Writing objects: 100% (4/4), 1.28 KiB | 1.28 MiB/s, done.
Total 4 (delta 0), reused 0 (delta 0)
To gitlab.sikt.no:platon-kurs/username-website.git
56f9c0d..3edcd43 master -> master

Refresh your project page in GitLab to see the new files:

GitLab project overview with deployment files

In the central box showing your last commit you should also see a badge indicating the status of GitLab CI/CD for your project. When you push new changes to your project, GitLab CI/CD will create a pipeline for your project. The pipeline executes the various tasks that are defined in .gitlab-ci.yml. The different badges are:

GitLab CI/CD badges

  • The blue badge indicating that GitLab CI/CD is currently running the pipeline for your changes.
  • The green badge indicates that GitLab CI/CD has completed the pipeline for your changes.
  • The red badge indicates that something went wrong with the pipeline.

Click the badge to see details for the pipeline. You can also or navigate to it using "CI / CD -> Pipelines" in the menu on the left hand side of the screen, and then clicking on the badge at the left of your latest pipeline. This should take you to a page with pipeline details:

GitLab pipeline details

If everything worked, you should see something like the above. If something went wrong, and one of the jobs have failed, you can click on that job to get details about the failure.

Assuming that everything went well, you can see that GitLab has executed three jobs in the pipeline:

  • build: Build the container image for your web site.
  • imagescan: Scans your container image for vulnerabilities.
  • staging: Deploys a staging version of your web site.

The last job (production) does not run automatically, but waits for manual approval.

If you click on the staging job, you will receive a page showing the log output from that job. At the end of that output you should see something like:

Application is accessible at: https://username-website-staging.paas2.uninett.no
Job succeeded

This shows the URL where GitLab has deployed the staging version your web site. Go to that URL to view your web site.

Once you have made sure that the staging version works, you can deploy the same version to production. Go back to the pipeline status page and click the "play" button next to the production job.

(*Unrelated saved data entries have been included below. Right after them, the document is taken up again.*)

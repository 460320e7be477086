use std::collections::BTreeSet;
use std::fs::File;
use std::path::{Path, PathBuf};
use std::sync::Arc;
use serde::{Deserialize, Serialize};
use tracing::{debug, info, warn};
use onnx_graph::weights::{PthWeightManager, SafetensorsWeightManager, WeightManager};
use onnx_graph::Tensor;
use crate::ExportError;

pub const VISION_PREFIX: &str = "vision_model";
pub const TEXT_DECODER_PREFIX: &str = "text_decoder";

#[derive(Clone, Debug, PartialEq, Serialize, Deserialize)]
#[serde(default)]
pub struct BlipVisionConfig {
    pub hidden_size: usize,
    pub intermediate_size: usize,
    pub num_hidden_layers: usize,
    pub num_attention_heads: usize,
    pub num_channels: usize,
    pub image_size: usize,
    pub patch_size: usize,
    pub layer_norm_eps: f64,
    pub hidden_act: String,
}

impl Default for BlipVisionConfig {
    fn default() -> Self {
        Self {
            hidden_size: 768,
            intermediate_size: 3072,
            num_hidden_layers: 12,
            num_attention_heads: 12,
            num_channels: 3,
            image_size: 384,
            patch_size: 16,
            layer_norm_eps: 1e-5,
            hidden_act: "gelu".to_string(),
        }
    }
}

impl BlipVisionConfig {
    pub fn num_patches(&self) -> usize {
        let per_side = self.image_size / self.patch_size;
        per_side * per_side
    }

    /// Patch tokens plus the class token: the sequence length of `image_features`.
    pub fn num_image_tokens(&self) -> usize {
        self.num_patches() + 1
    }

    pub fn head_dim(&self) -> usize {
        self.hidden_size / self.num_attention_heads
    }
}

#[derive(Clone, Debug, PartialEq, Serialize, Deserialize)]
#[serde(default)]
pub struct BlipTextConfig {
    pub vocab_size: usize,
    pub hidden_size: usize,
    pub encoder_hidden_size: usize,
    pub intermediate_size: usize,
    pub num_hidden_layers: usize,
    pub num_attention_heads: usize,
    pub max_position_embeddings: usize,
    pub layer_norm_eps: f64,
    pub hidden_act: String,
}

impl Default for BlipTextConfig {
    fn default() -> Self {
        Self {
            vocab_size: 30524,
            hidden_size: 768,
            encoder_hidden_size: 768,
            intermediate_size: 3072,
            num_hidden_layers: 12,
            num_attention_heads: 12,
            max_position_embeddings: 512,
            layer_norm_eps: 1e-12,
            hidden_act: "gelu".to_string(),
        }
    }
}

impl BlipTextConfig {
    pub fn head_dim(&self) -> usize {
        self.hidden_size / self.num_attention_heads
    }
}

/// `config.json` of a BLIP captioning checkpoint. Missing entries take the BLIP-base values.
#[derive(Clone, Debug, Default, PartialEq, Serialize, Deserialize)]
#[serde(default)]
pub struct BlipConfig {
    pub vision_config: BlipVisionConfig,
    pub text_config: BlipTextConfig,
}

impl BlipConfig {
    pub fn from_file(path: &Path) -> Result<Self, ExportError> {
        let config: Self = serde_json::from_reader(File::open(path)?)
            .map_err(|x| ExportError::Config(format!("{}: {}", path.display(), x)))?;
        config.validate()?;
        Ok(config)
    }

    pub fn validate(&self) -> Result<(), ExportError> {
        let vision = &self.vision_config;
        let text = &self.text_config;
        for (section, act) in [("vision_config", &vision.hidden_act), ("text_config", &text.hidden_act)] {
            if act != "gelu" {
                return Err(ExportError::Config(format!("{section}.hidden_act = {act} is not supported")));
            }
        }
        if vision.patch_size == 0 || vision.image_size % vision.patch_size != 0 {
            return Err(ExportError::Config(format!("image_size {} is not a multiple of patch_size {}", vision.image_size, vision.patch_size)));
        }
        for (section, width, heads) in [("vision_config", vision.hidden_size, vision.num_attention_heads), ("text_config", text.hidden_size, text.num_attention_heads)] {
            if heads == 0 || width % heads != 0 {
                return Err(ExportError::Config(format!("{section}.hidden_size {width} is not divisible by {heads} heads")));
            }
        }
        if text.encoder_hidden_size != vision.hidden_size {
            return Err(ExportError::Inconsistent(format!(
                "text_config.encoder_hidden_size is {} but vision_config.hidden_size is {}",
                text.encoder_hidden_size, vision.hidden_size
            )));
        }
        Ok(())
    }
}

#[derive(Deserialize)]
#[serde(untagged)]
enum SizeSpec {
    Square(usize),
    Dims { height: usize, width: usize },
}

#[derive(Deserialize)]
struct RawPreprocessorConfig {
    size: Option<SizeSpec>,
    image_size: Option<usize>,
    #[serde(default)]
    image_mean: Vec<f32>,
    #[serde(default)]
    image_std: Vec<f32>,
}

/// Image preprocessing settings shipped with the checkpoint.
#[derive(Clone, Debug, PartialEq, Serialize)]
pub struct PreprocessorConfig {
    pub height: usize,
    pub width: usize,
    pub image_mean: Vec<f32>,
    pub image_std: Vec<f32>,
}

impl PreprocessorConfig {
    pub fn from_file(path: &Path) -> Result<Self, ExportError> {
        let raw: RawPreprocessorConfig = serde_json::from_reader(File::open(path)?)
            .map_err(|x| ExportError::Config(format!("{}: {}", path.display(), x)))?;
        let (height, width) = match (raw.size, raw.image_size) {
            (Some(SizeSpec::Square(size)), _) => (size, size),
            (Some(SizeSpec::Dims { height, width }), _) => (height, width),
            (None, Some(size)) => (size, size),
            (None, None) => return Err(ExportError::Config(format!("{} has no target size", path.display()))),
        };
        Ok(Self {
            height,
            width,
            image_mean: raw.image_mean,
            image_std: raw.image_std,
        })
    }
}

/// Tokenizer files found next to the checkpoint.
#[derive(Clone, Debug)]
pub struct TokenizerSource {
    pub tokenizer_json: PathBuf,
    pub tokenizer_config: Option<PathBuf>,
    pub special_tokens_map: Option<PathBuf>,
    pub vocab: Option<PathBuf>,
}

/// Parameters of the checkpoint, in whichever format it ships.
pub enum CheckpointWeights {
    Safetensors(SafetensorsWeightManager),
    Pth(PthWeightManager),
}

impl WeightManager for CheckpointWeights {
    fn prefix(&self, name: &str) -> Self {
        match self {
            CheckpointWeights::Safetensors(x) => CheckpointWeights::Safetensors(x.prefix(name)),
            CheckpointWeights::Pth(x) => CheckpointWeights::Pth(x.prefix(name)),
        }
    }

    fn get_tensor(&self, name: &str) -> Result<Arc<dyn Tensor>, onnx_graph::Error> {
        match self {
            CheckpointWeights::Safetensors(x) => x.get_tensor(name),
            CheckpointWeights::Pth(x) => x.get_tensor(name),
        }
    }

    fn get_prefix_tail(&self) -> Option<&str> {
        match self {
            CheckpointWeights::Safetensors(x) => x.get_prefix_tail(),
            CheckpointWeights::Pth(x) => x.get_prefix_tail(),
        }
    }

    fn get_prefix(&self) -> Option<&str> {
        match self {
            CheckpointWeights::Safetensors(x) => x.get_prefix(),
            CheckpointWeights::Pth(x) => x.get_prefix(),
        }
    }

    fn get_tensor_names(&self) -> Vec<String> {
        match self {
            CheckpointWeights::Safetensors(x) => x.get_tensor_names(),
            CheckpointWeights::Pth(x) => x.get_tensor_names(),
        }
    }
}

enum ModelSource {
    Local(PathBuf),
    Hub(hf_hub::api::sync::ApiRepo),
}

impl ModelSource {
    fn open(model_id: &str) -> Result<Self, ExportError> {
        let path = Path::new(model_id);
        if path.is_dir() {
            info!("Reading checkpoint from local directory {}", path.display());
            return Ok(ModelSource::Local(path.to_path_buf()));
        }
        let api = hf_hub::api::sync::ApiBuilder::new()
            .with_progress(true)
            .build()
            .map_err(|x| ExportError::Resolution {
                model_id: model_id.to_string(),
                file: "hub client".to_string(),
                reason: x.to_string(),
            })?;
        Ok(ModelSource::Hub(api.model(model_id.to_string())))
    }

    fn fetch(&self, file: &str) -> Result<PathBuf, String> {
        match self {
            ModelSource::Local(dir) => {
                let path = dir.join(file);
                if path.is_file() {
                    Ok(path)
                } else {
                    Err(format!("{} does not exist", path.display()))
                }
            }
            ModelSource::Hub(repo) => repo.get(file).map_err(|x| x.to_string()),
        }
    }

    fn required(&self, model_id: &str, file: &str) -> Result<PathBuf, ExportError> {
        self.fetch(file).map_err(|reason| ExportError::Resolution {
            model_id: model_id.to_string(),
            file: file.to_string(),
            reason,
        })
    }

    fn optional(&self, file: &str) -> Option<PathBuf> {
        match self.fetch(file) {
            Ok(path) => Some(path),
            Err(reason) => {
                debug!("Optional file {file} unavailable: {reason}");
                None
            }
        }
    }
}

#[derive(Deserialize)]
struct SafetensorsIndex {
    weight_map: std::collections::HashMap<String, String>,
}

fn load_weights(source: &ModelSource, model_id: &str) -> Result<CheckpointWeights, ExportError> {
    let load_error = |file: &str, err: onnx_graph::Error| ExportError::Resolution {
        model_id: model_id.to_string(),
        file: file.to_string(),
        reason: err.to_string(),
    };

    if let Some(path) = source.optional("model.safetensors") {
        info!("Loading weights from {}", path.display());
        let manager = SafetensorsWeightManager::open(&[path]).map_err(|x| load_error("model.safetensors", x))?;
        return Ok(CheckpointWeights::Safetensors(manager));
    }
    if let Some(index_path) = source.optional("model.safetensors.index.json") {
        let index: SafetensorsIndex = serde_json::from_reader(File::open(&index_path)?)?;
        let shards: BTreeSet<String> = index.weight_map.into_values().collect();
        let mut paths = vec![];
        for shard in &shards {
            paths.push(source.required(model_id, shard)?);
        }
        info!("Loading weights from {} safetensors shards", paths.len());
        let manager = SafetensorsWeightManager::open(&paths).map_err(|x| load_error("model.safetensors.index.json", x))?;
        return Ok(CheckpointWeights::Safetensors(manager));
    }
    let path = source.required(model_id, "pytorch_model.bin")?;
    info!("Loading weights from {}", path.display());
    let manager = PthWeightManager::open(&path).map_err(|x| load_error("pytorch_model.bin", x))?;
    Ok(CheckpointWeights::Pth(manager))
}

fn expect_shape(weights: &CheckpointWeights, name: &str, expected: &[usize]) -> Result<(), ExportError> {
    let tensor = weights.get_optional_tensor(name)?
        .ok_or_else(|| ExportError::Inconsistent(format!("checkpoint has no tensor {}", weights.full_name(name))))?;
    let shape = tensor.shape().resolve()?;
    if shape != expected {
        return Err(ExportError::Inconsistent(format!(
            "{} has shape {:?}, config implies {:?}", weights.full_name(name), shape, expected
        )));
    }
    Ok(())
}

/// A loaded captioning checkpoint: configuration, weights and the files needed to preprocess
/// images and tokenize text for it.
pub struct CompositeModel {
    pub model_id: String,
    pub config: BlipConfig,
    pub preprocessor: Option<PreprocessorConfig>,
    pub tokenizer_source: TokenizerSource,
    weights: CheckpointWeights,
}

impl CompositeModel {
    pub fn load(model_id: &str) -> Result<Self, ExportError> {
        let source = ModelSource::open(model_id)?;

        let config = BlipConfig::from_file(&source.required(model_id, "config.json")?)?;
        debug!("Checkpoint config: {:?}", config);

        let preprocessor = match source.optional("preprocessor_config.json") {
            Some(path) => Some(PreprocessorConfig::from_file(&path)?),
            None => {
                warn!("No preprocessor_config.json, input resolution taken from config.json");
                None
            }
        };

        let tokenizer_source = TokenizerSource {
            tokenizer_json: source.required(model_id, "tokenizer.json")?,
            tokenizer_config: source.optional("tokenizer_config.json"),
            special_tokens_map: source.optional("special_tokens_map.json"),
            vocab: source.optional("vocab.txt"),
        };

        let weights = load_weights(&source, model_id)?;

        let model = Self {
            model_id: model_id.to_string(),
            config,
            preprocessor,
            tokenizer_source,
            weights,
        };
        model.check_consistency()?;
        Ok(model)
    }

    pub fn weights(&self) -> &CheckpointWeights {
        &self.weights
    }

    pub fn vision_model(&self) -> CheckpointWeights {
        self.weights.prefix(VISION_PREFIX)
    }

    pub fn text_decoder(&self) -> CheckpointWeights {
        self.weights.prefix(TEXT_DECODER_PREFIX)
    }

    /// Cross-checks the configuration, the preprocessing settings and the parameter shapes.
    fn check_consistency(&self) -> Result<(), ExportError> {
        let vision = &self.config.vision_config;
        let text = &self.config.text_config;

        if let Some(preprocessor) = &self.preprocessor {
            if preprocessor.height != vision.image_size || preprocessor.width != vision.image_size {
                return Err(ExportError::Inconsistent(format!(
                    "preprocessor resizes to {}x{} but the vision encoder expects {}x{}",
                    preprocessor.height, preprocessor.width, vision.image_size, vision.image_size
                )));
            }
        }

        let vision_weights = self.vision_model();
        expect_shape(&vision_weights, "embeddings.patch_embedding.weight", &[vision.hidden_size, vision.num_channels, vision.patch_size, vision.patch_size])?;
        expect_shape(&vision_weights, "embeddings.class_embedding", &[1, 1, vision.hidden_size])?;
        expect_shape(&vision_weights, "embeddings.position_embedding", &[1, vision.num_image_tokens(), vision.hidden_size])?;
        if vision.num_hidden_layers > 0 {
            let last = format!("encoder.layers.{}.self_attn.qkv.weight", vision.num_hidden_layers - 1);
            expect_shape(&vision_weights, &last, &[3 * vision.hidden_size, vision.hidden_size])?;
        }

        let bert = self.text_decoder().prefix("bert");
        expect_shape(&bert, "embeddings.word_embeddings.weight", &[text.vocab_size, text.hidden_size])?;
        expect_shape(&bert, "embeddings.position_embeddings.weight", &[text.max_position_embeddings, text.hidden_size])?;
        if text.num_hidden_layers > 0 {
            let last = format!("encoder.layer.{}.crossattention.self.key.weight", text.num_hidden_layers - 1);
            expect_shape(&bert, &last, &[text.hidden_size, text.encoder_hidden_size])?;
        }
        Ok(())
    }
}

This starts the production job, which will deploy the site to production. Click on the job to see log output from it. Once the job completes, you should see a line in the log output indicating that the web site is deployed to the production URL:

Application is accessible at: https://username-website.paas2.uninett.no
Job succeeded

If you go to that URL you should see the same web site.